§ **ABOUT THIS TASK**:
In the entries below, find each line with the word "flags" and pull it out.

§ **DATA EXCERPTS**:
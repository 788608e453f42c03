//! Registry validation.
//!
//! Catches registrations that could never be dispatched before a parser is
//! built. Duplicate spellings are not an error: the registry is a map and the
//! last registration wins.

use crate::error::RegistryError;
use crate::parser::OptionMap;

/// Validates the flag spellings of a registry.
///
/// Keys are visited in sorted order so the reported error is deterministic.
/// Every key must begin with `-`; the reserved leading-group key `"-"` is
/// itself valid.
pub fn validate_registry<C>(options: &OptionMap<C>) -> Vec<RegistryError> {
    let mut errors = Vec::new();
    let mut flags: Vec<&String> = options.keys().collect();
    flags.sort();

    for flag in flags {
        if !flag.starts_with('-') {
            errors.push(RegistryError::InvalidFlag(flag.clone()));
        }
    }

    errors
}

§ **TASK RESPONSE**:
    let mut flags: Vec<&String> = options.keys().collect();
    flags.sort();
    for flag in flags {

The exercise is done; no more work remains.